No Equador, numa das eleições mais violentas de sua história, Luísa González e Daniel Noboa vão disputar o segundo turno das eleições, em 15 de outubro. González era favorita nas pesquisas, liderou a disputa entre os oito candidatos, com 33% dos votos. É a candidata apoiada pelo ex-presidente esquerdista Rafael Correa (2007-2017), um dos principais aliados do presidente Luiz Inácio Lula da Silva na América do Sul. Noboa, com 24%, foi a grande surpresa do primeiro turno. É filho de Álvaro Noboa, que perdeu para Correa em 2006.
No caso do Equador, a disputa para substituir o atual presidente Guillermo Lasso teve como pano de fundo a espiral de violência que tomou conta do país, ao lado dos problemas econômicos, que são graves. Quito e outras cidades do país são entrepostos para envio de drogas para a Europa. Foi uma campanha traumatizada pelo assassinato de Fernando Villavicencio, executado por traficantes colombianos que denunciara. Christian Zurita, que o substituiu, foi o terceiro mais votado, com 16% dos votos. Seu apoio a um dos candidatos pode decidir a eleição.

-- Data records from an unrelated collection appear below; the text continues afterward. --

// Data model shared by the pipeline stages and the studio UI.
//
// Every struct in this crate is persisted as JSON in the workspace directory,
// so field names are part of the on-disk format.

pub mod artifact;

pub use artifact::{Artifact, RunStatus};

use chrono::{DateTime, Utc};
use serde::{Deserialize, Serialize};
use uuid::Uuid;

/// Speaking rate used to turn a target duration into a word budget.
pub const WORDS_PER_MINUTE: f32 = 150.0;

#[derive(Debug, Clone, PartialEq, Serialize, Deserialize)]
pub struct IdeaList {
    pub niche: String,

    pub ideas: Vec<String>,

    pub created_at: DateTime<Utc>,
}

#[derive(Debug, Clone, PartialEq, Serialize, Deserialize)]
pub struct ScriptBrief {
    pub topic: String,

    #[serde(skip_serializing_if = "Option::is_none")]
    pub audience: Option<String>,

    #[serde(skip_serializing_if = "Option::is_none")]
    pub tone: Option<String>,

    pub minutes: f32,
}

impl ScriptBrief {
    /// Approximate number of words that fit the requested duration.
    #[must_use]
    #[allow(
        clippy::cast_possible_truncation,
        clippy::cast_sign_loss
    )]
    pub fn target_words(&self) -> u32 {
        (self.minutes.max(0.0) * WORDS_PER_MINUTE).round() as u32
    }
}

#[derive(Debug, Clone, PartialEq, Serialize, Deserialize)]
pub struct ScriptRecord {
    pub run_id: Uuid,

    pub brief: ScriptBrief,

    pub created_at: DateTime<Utc>,
}

#[derive(
    Debug, Clone, Copy, Default, PartialEq, Eq, Serialize, Deserialize,
)]
#[serde(rename_all = "snake_case")]
pub enum SpeechVoice {
    #[default]
    Alloy,

    Ash,

    Coral,

    Echo,

    Fable,

    Onyx,

    Nova,

    Sage,

    Shimmer,
}

impl SpeechVoice {
    pub const ALL: [Self; 9] = [
        Self::Alloy,
        Self::Ash,
        Self::Coral,
        Self::Echo,
        Self::Fable,
        Self::Onyx,
        Self::Nova,
        Self::Sage,
        Self::Shimmer,
    ];

    #[must_use]
    pub const fn as_str(self) -> &'static str {
        match self {
            Self::Alloy => "alloy",
            Self::Ash => "ash",
            Self::Coral => "coral",
            Self::Echo => "echo",
            Self::Fable => "fable",
            Self::Onyx => "onyx",
            Self::Nova => "nova",
            Self::Sage => "sage",
            Self::Shimmer => "shimmer",
        }
    }
}

impl std::fmt::Display for SpeechVoice {
    fn fmt(&self, f: &mut std::fmt::Formatter<'_>) -> std::fmt::Result {
        f.write_str(self.as_str())
    }
}

impl std::str::FromStr for SpeechVoice {
    type Err = String;

    fn from_str(s: &str) -> Result<Self, Self::Err> {
        let s = s.trim().to_ascii_lowercase();
        Self::ALL
            .into_iter()
            .find(|voice| voice.as_str() == s)
            .ok_or_else(|| format!("unknown voice: {s}"))
    }
}

#[derive(Debug, Clone, Default, PartialEq, Serialize, Deserialize)]
pub struct Transcript {
    pub text: String,

    #[serde(skip_serializing_if = "Option::is_none")]
    pub language: Option<String>,

    #[serde(skip_serializing_if = "Option::is_none")]
    pub duration: Option<f64>,

    pub segments: Vec<TranscriptSegment>,
}

impl Transcript {
    /// End of the spoken timeline in seconds.
    ///
    /// The reported audio duration wins over the last segment end because
    /// trailing silence still belongs in the video.
    #[must_use]
    pub fn end_time(&self) -> f64 {
        let last_segment_end = self
            .segments
            .iter()
            .map(|segment| segment.end)
            .fold(0.0_f64, f64::max);

        self.duration.map_or(last_segment_end, |duration| {
            duration.max(last_segment_end)
        })
    }
}

#[derive(Debug, Clone, PartialEq, Serialize, Deserialize)]
pub struct TranscriptSegment {
    pub start: f64,

    pub end: f64,

    pub text: String,
}

#[derive(Debug, Clone, Default, PartialEq, Serialize, Deserialize)]
pub struct Storyboard {
    pub scenes: Vec<Scene>,
}

impl Storyboard {
    #[must_use]
    pub fn total_duration(&self) -> f64 {
        self.scenes.iter().map(Scene::duration).sum()
    }
}

#[derive(Debug, Clone, PartialEq, Serialize, Deserialize)]
pub struct Scene {
    pub index: u32,

    pub start: f64,

    pub end: f64,

    pub narration: String,

    pub image_prompt: String,

    #[serde(skip_serializing_if = "Option::is_none")]
    pub image_file: Option<String>,
}

impl Scene {
    #[must_use]
    pub fn duration(&self) -> f64 {
        (self.end - self.start).max(0.0)
    }
}

#[derive(Debug, Clone, Default, PartialEq, Serialize, Deserialize)]
pub struct VideoMetadata {
    pub title: String,

    pub description: String,

    #[serde(default)]
    pub tags: Vec<String>,

    pub thumbnail_prompt: String,
}

#[cfg(test)]
mod test {
    use super::*;
    use pretty_assertions::assert_eq;

    #[test]
    fn test_target_words() {
        let brief = ScriptBrief {
            topic: "black holes".to_string(),
            audience: None,
            tone: None,
            minutes: 2.5,
        };
        assert_eq!(brief.target_words(), 375);

        let negative = ScriptBrief {
            minutes: -1.0,
            ..brief
        };
        assert_eq!(negative.target_words(), 0);
    }

    #[test]
    fn test_voice_from_str() {
        assert_eq!("Nova".parse::<SpeechVoice>(), Ok(SpeechVoice::Nova));
        assert_eq!(" alloy ".parse::<SpeechVoice>(), Ok(SpeechVoice::Alloy));
        assert!("robot".parse::<SpeechVoice>().is_err());
    }

    #[test]
    fn test_voice_serializes_lowercase() {
        let json = serde_json::to_string(&SpeechVoice::Shimmer).unwrap();
        assert_eq!(json, "\"shimmer\"");
    }

    #[test]
    fn test_transcript_end_time() {
        let mut transcript = Transcript {
            text: "hello world".to_string(),
            language: Some("english".to_string()),
            duration: None,
            segments: vec![
                TranscriptSegment {
                    start: 0.0,
                    end: 1.5,
                    text: "hello".to_string(),
                },
                TranscriptSegment {
                    start: 1.5,
                    end: 3.25,
                    text: "world".to_string(),
                },
            ],
        };
        assert!((transcript.end_time() - 3.25).abs() < f64::EPSILON);

        transcript.duration = Some(4.0);
        assert!((transcript.end_time() - 4.0).abs() < f64::EPSILON);

        assert!(Transcript::default().end_time().abs() < f64::EPSILON);
    }

    #[test]
    fn test_metadata_tags_default() {
        let metadata: VideoMetadata = serde_json::from_str(
            r#"{"title":"t","description":"d","thumbnail_prompt":"p"}"#,
        )
        .unwrap();
        assert!(metadata.tags.is_empty());
    }
}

Equador e Guatemala vivem os mesmos problemas da maioria dos países da América espanhola. Muita corrupção, avanço do tráfico de drogas, crise econômica e uma polarização direita versus esquerda, que coleciona fracassos de ambas as partes, quando no poder. A globalização teve grande impacto nesses países, que agora são palco de uma guerra comercial entre os Estados Unidos e a China. Manteve-se o atraso econômico, e as desigualdades aumentaram; o neoliberalismo fracassou nesses países, mas o velho nacionalismo também não oferece as respostas adequadas.
Esse é um problema para a esquerda latino-americana, que capitaliza a insatisfação das camadas populares com a globalização, mas é incapaz de dar oferecer saídas exequíveis aos novos problemas. A esquerda é prisioneira de paradigmas ultrapassados, entre os quais o antiamericanismo, cujos eixos principais são a Revolução Cubana e o bolivarianismo da Venezuela. Um olhar sobre o Chile de Salvador Allende, que completa 50 anos do golpe do general Augusto Pinochet, pode lançar luzes para sua renovação.
Salvador Allende valorizava o processo democrático e sabia da necessidade de construir consensos. Enfrentou, simultaneamente, uma oposição reacionária e as contradições de seu próprio governo, dividido entre forças de esquerda moderadas e radicais. A esquerda no poder via a garantia de liberdade, o respeito às instituições republicanas e o império da lei como um instrumento de conquista de poder e não um fim em si mesmo. Passado meio século daquele momento difícil, esses princípios ainda se mostram valorosos.
Políticos ganham e perdem eleições; candidatos de visões antagônicas podem ascender ao poder, desde que obtenham o respaldo das urnas. Mas, no pêndulo ideológico que tem definido a história latino-americana nas últimas décadas, os raros períodos virtuosos foram marcados por governantes que prezaram a estabilidade política, a obediência à norma constitucional e um modelo econômico que atraia investimentos e diminua a profunda desigualdade social. Isso é que se espera dos vencedores do voto popular, independentemente do viés ideológico.